On how many lines of the records below does the string "partitions" appear? Reply with only the number.

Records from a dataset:
=-=-=

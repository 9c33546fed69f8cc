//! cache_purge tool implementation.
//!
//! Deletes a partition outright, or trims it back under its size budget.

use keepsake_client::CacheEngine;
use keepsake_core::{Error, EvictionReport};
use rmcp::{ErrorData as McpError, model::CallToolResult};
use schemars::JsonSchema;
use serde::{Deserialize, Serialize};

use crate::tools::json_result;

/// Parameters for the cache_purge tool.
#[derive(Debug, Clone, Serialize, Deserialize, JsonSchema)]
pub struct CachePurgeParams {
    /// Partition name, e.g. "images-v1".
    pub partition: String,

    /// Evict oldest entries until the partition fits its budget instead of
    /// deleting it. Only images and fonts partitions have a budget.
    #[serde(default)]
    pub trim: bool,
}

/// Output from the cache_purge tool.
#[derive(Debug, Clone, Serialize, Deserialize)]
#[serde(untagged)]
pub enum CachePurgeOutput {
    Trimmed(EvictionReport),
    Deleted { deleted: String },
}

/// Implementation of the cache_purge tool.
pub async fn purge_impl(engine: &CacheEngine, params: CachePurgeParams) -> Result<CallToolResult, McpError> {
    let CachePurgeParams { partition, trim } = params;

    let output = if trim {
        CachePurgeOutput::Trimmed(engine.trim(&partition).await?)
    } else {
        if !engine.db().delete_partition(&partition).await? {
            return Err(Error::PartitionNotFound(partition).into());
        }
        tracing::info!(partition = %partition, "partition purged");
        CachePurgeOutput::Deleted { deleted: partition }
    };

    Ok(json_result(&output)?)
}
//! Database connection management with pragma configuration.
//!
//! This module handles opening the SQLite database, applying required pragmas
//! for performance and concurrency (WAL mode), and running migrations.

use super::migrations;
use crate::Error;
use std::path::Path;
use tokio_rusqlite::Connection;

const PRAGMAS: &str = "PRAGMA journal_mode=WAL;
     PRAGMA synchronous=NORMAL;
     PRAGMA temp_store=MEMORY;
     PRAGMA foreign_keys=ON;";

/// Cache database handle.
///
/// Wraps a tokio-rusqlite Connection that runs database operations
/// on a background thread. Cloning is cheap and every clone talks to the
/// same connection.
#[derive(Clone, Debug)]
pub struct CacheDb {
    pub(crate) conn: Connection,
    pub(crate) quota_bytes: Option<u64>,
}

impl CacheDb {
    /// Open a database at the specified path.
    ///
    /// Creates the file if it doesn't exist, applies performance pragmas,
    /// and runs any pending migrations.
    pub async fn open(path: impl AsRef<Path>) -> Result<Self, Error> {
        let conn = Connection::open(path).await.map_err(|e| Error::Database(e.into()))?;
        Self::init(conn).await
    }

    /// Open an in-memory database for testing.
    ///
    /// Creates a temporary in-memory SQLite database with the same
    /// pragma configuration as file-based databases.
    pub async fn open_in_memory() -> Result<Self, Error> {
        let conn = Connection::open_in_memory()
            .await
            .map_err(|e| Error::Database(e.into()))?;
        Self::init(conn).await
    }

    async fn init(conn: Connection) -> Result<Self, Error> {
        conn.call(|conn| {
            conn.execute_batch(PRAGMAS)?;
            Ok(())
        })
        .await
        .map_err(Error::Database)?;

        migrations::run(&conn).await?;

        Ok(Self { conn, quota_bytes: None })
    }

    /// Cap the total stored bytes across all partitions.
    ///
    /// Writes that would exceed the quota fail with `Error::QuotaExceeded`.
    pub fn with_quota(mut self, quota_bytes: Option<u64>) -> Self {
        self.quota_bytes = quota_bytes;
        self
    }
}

=-=-=

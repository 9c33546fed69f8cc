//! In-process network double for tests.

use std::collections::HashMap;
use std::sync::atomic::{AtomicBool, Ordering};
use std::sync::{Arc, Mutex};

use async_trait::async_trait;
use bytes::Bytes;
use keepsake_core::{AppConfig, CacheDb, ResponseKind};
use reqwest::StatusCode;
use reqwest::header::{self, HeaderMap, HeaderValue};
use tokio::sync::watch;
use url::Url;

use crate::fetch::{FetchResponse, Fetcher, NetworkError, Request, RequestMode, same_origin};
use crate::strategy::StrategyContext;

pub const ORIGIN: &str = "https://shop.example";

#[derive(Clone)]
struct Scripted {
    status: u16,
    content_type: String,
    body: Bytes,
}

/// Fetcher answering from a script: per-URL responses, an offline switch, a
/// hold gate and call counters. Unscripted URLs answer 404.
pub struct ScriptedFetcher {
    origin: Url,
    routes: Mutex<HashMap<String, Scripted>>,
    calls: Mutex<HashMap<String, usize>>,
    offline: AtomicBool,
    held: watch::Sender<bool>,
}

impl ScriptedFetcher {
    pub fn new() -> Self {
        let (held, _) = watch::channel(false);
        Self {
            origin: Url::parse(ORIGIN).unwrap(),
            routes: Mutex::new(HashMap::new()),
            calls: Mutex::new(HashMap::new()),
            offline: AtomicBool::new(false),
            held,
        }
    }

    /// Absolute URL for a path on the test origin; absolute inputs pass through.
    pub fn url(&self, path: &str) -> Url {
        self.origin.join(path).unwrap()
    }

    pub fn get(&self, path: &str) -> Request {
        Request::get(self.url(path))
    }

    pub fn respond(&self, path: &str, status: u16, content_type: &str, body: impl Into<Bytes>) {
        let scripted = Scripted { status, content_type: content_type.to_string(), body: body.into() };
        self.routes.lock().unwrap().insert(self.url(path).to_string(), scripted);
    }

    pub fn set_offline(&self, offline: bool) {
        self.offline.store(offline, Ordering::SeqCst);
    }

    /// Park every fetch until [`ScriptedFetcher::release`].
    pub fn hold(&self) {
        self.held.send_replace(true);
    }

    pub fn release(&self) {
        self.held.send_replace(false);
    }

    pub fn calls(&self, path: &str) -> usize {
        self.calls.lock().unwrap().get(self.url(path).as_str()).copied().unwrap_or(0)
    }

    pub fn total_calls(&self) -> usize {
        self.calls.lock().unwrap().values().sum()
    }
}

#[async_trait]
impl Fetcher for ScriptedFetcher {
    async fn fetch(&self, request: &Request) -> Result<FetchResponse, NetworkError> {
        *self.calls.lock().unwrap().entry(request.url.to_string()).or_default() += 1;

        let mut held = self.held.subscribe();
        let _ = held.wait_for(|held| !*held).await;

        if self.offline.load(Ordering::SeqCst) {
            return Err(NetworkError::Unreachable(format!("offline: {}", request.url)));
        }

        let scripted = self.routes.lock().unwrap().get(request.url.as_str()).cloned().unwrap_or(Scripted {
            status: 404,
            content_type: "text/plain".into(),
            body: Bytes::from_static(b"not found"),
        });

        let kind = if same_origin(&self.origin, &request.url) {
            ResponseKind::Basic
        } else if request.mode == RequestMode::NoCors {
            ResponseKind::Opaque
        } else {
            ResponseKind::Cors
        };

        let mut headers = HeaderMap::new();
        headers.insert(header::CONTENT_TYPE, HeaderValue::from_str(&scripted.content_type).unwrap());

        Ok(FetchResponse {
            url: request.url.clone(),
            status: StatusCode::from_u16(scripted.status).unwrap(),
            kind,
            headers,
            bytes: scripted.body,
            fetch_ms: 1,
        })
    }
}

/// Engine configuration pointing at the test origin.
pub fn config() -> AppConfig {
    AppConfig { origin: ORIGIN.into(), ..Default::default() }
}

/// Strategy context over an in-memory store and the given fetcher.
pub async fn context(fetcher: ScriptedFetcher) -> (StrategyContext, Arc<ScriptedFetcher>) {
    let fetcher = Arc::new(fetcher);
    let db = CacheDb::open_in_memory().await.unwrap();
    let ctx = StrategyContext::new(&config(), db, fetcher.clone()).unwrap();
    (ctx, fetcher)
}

=-=-=

SOLVED PROBLEM:
2